The club he brought me to is no longer in existence. Turns out that since I escaped, it was raided and shut down by police. Given the fact that most of the women I worked with were desperate immigrants from South America who did not hold their own passports, who routinely disappeared to be taken to other, rougher clubs for bad behavior, and who would live with the club owner as his "girlfriend" for a time before he put them onstage and made another trip to recruit more "girlfriends," this was not entirely surprising. But when this is all being normalized for you -- when no matter how much your brain is yelling "THIS DOESN'T FEEL RIGHT!", you've got older, wiser people telling you that it's totally fine, and you've got nowhere else to go...

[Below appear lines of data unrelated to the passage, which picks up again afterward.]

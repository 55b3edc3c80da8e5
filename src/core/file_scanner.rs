use std::{
    collections::HashSet,
    path::{Path, PathBuf},
};

use colored::Colorize;
use glob::Pattern;
use walkdir::WalkDir;

use crate::core::data::FileWarning;
use crate::core::patterns::DEFAULT_EXCLUDED_FILES;
use crate::output::I18N_KIT_DIR;

/// Result of scanning a plugin directory.
pub struct ScanResult {
    /// Source files in sorted order.
    pub files: Vec<PathBuf>,
    pub warnings: Vec<FileWarning>,
}

/// What to scan and what to leave out.
#[derive(Debug, Clone)]
pub struct ScanOptions<'a> {
    pub extensions: &'a [String],
    pub exclude_files: &'a [String],
    pub ignore_patterns: &'a [String],
    pub verbose: bool,
}

pub fn scan_files(base_dir: &Path, options: &ScanOptions) -> ScanResult {
    let mut files: Vec<PathBuf> = Vec::new();
    let mut warnings: Vec<FileWarning> = Vec::new();

    let excluded: HashSet<&str> = DEFAULT_EXCLUDED_FILES
        .iter()
        .copied()
        .chain(options.exclude_files.iter().map(String::as_str))
        .collect();

    let mut glob_patterns: Vec<Pattern> = Vec::new();
    for p in options.ignore_patterns {
        match Pattern::new(p) {
            Ok(pattern) => glob_patterns.push(pattern),
            Err(e) => {
                if options.verbose {
                    eprintln!(
                        "{} Invalid ignore pattern '{}': {}",
                        "warning:".bold().yellow(),
                        p,
                        e
                    );
                }
            }
        }
    }

    let walker = WalkDir::new(base_dir)
        .into_iter()
        .filter_entry(|e| e.file_name() != I18N_KIT_DIR);

    for entry in walker {
        let entry = match entry {
            Ok(e) => e,
            Err(e) => {
                if options.verbose {
                    eprintln!("{} Cannot access path: {}", "warning:".bold().yellow(), e);
                }
                warnings.push(FileWarning {
                    file_path: e
                        .path()
                        .map(|p| p.to_string_lossy().into_owned())
                        .unwrap_or_default(),
                    error: e.to_string(),
                });
                continue;
            }
        };
        let path = entry.path();

        if !entry.file_type().is_file() || !has_extension(path, options.extensions) {
            continue;
        }

        let file_name = entry.file_name().to_string_lossy();
        if excluded.contains(file_name.as_ref()) {
            continue;
        }

        let relative = path.strip_prefix(base_dir).unwrap_or(path);
        if glob_patterns.iter().any(|p| p.matches_path(relative)) {
            continue;
        }

        files.push(path.to_path_buf());
    }

    files.sort();
    ScanResult { files, warnings }
}

fn has_extension(path: &Path, extensions: &[String]) -> bool {
    path.extension()
        .and_then(|e| e.to_str())
        .is_some_and(|ext| extensions.iter().any(|wanted| wanted == ext))
}

#[cfg(test)]
mod tests {
    use std::fs::{self, File};

    use pretty_assertions::assert_eq;
    use tempfile::tempdir;

    use super::*;

    fn lua() -> Vec<String> {
        vec!["lua".to_string()]
    }

    fn names(result: &ScanResult, base: &Path) -> Vec<String> {
        result
            .files
            .iter()
            .map(|f| f.strip_prefix(base).unwrap().to_string_lossy().replace('\\', "/"))
            .collect()
    }

    #[test]
    fn test_scan_lua_files_sorted() {
        let dir = tempdir().unwrap();
        let base = dir.path();

        File::create(base.join("PWUploadTask.lua")).unwrap();
        File::create(base.join("Info.lua")).unwrap();
        File::create(base.join("README.md")).unwrap();
        fs::create_dir(base.join("lib")).unwrap();
        File::create(base.join("lib").join("Dialogs.lua")).unwrap();

        let extensions = lua();
        let options = ScanOptions {
            extensions: &extensions,
            exclude_files: &[],
            ignore_patterns: &[],
            verbose: false,
        };
        let result = scan_files(base, &options);

        assert_eq!(
            names(&result, base),
            vec!["Info.lua", "PWUploadTask.lua", "lib/Dialogs.lua"]
        );
        assert!(result.warnings.is_empty());
    }

    #[test]
    fn test_scan_excludes_default_and_named_files() {
        let dir = tempdir().unwrap();
        let base = dir.path();

        File::create(base.join("JSON.lua")).unwrap();
        File::create(base.join("Vendor.lua")).unwrap();
        File::create(base.join("Main.lua")).unwrap();

        let extensions = lua();
        let exclude = vec!["Vendor.lua".to_string()];
        let options = ScanOptions {
            extensions: &extensions,
            exclude_files: &exclude,
            ignore_patterns: &[],
            verbose: false,
        };
        let result = scan_files(base, &options);

        assert_eq!(names(&result, base), vec!["Main.lua"]);
    }

    #[test]
    fn test_scan_skips_output_dir_and_ignored_globs() {
        let dir = tempdir().unwrap();
        let base = dir.path();

        let kit = base.join(I18N_KIT_DIR).join("Extractor");
        fs::create_dir_all(&kit).unwrap();
        File::create(kit.join("Backup.lua")).unwrap();
        fs::create_dir(base.join("tests")).unwrap();
        File::create(base.join("tests").join("Spec.lua")).unwrap();
        File::create(base.join("Main.lua")).unwrap();

        let extensions = lua();
        let ignores = vec!["tests/**".to_string()];
        let options = ScanOptions {
            extensions: &extensions,
            exclude_files: &[],
            ignore_patterns: &ignores,
            verbose: false,
        };
        let result = scan_files(base, &options);

        assert_eq!(names(&result, base), vec!["Main.lua"]);
    }
}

I was raped multiple times at the club by clients. Management turned a blind eye. I don't remember a lot of specifics about my time at the club. I remember managing to leave for what I thought was a reputable secretarial job I'd found in the classified ads, only to find that my boss was in tight with the owners of the club and the business itself was a front for other illegal activities. In retrospect, now I understand why they let me "get away" in the first place -- I wasn't going far. After they let me have my little bit of freedom, they fired me over a small typo in a document I'd produced, and I had no other options but to go back to the club.

No other options because at this point my breakfast was an 8-ounce glass of vodka and a cigarette, and I was having sedatives poured down my throat by the other girls who were trying to stop me from crying so that management wouldn't overhear and I wouldn't be sent off to one of the other clubs. I was strung out or drunk at any given time, so not exactly hireable. The predator who lured me there in the first place had lost interest in me at this point, claiming he couldn't be associated with a sex worker. He'd poisoned the tenuous relationship I had with my landlords in the first place, driving home the fact that I was nothing but a whore and an addict. They began destroying my property to punish me, emotionally abusing me, accusing me of trying to steal from them and demanding that I hand over more and more of my money. I couldn't have just packed up and gone home on my own. I was too far gone to know that I deserved anything else and I had no savings because of how much I had to pay out to everyone around me.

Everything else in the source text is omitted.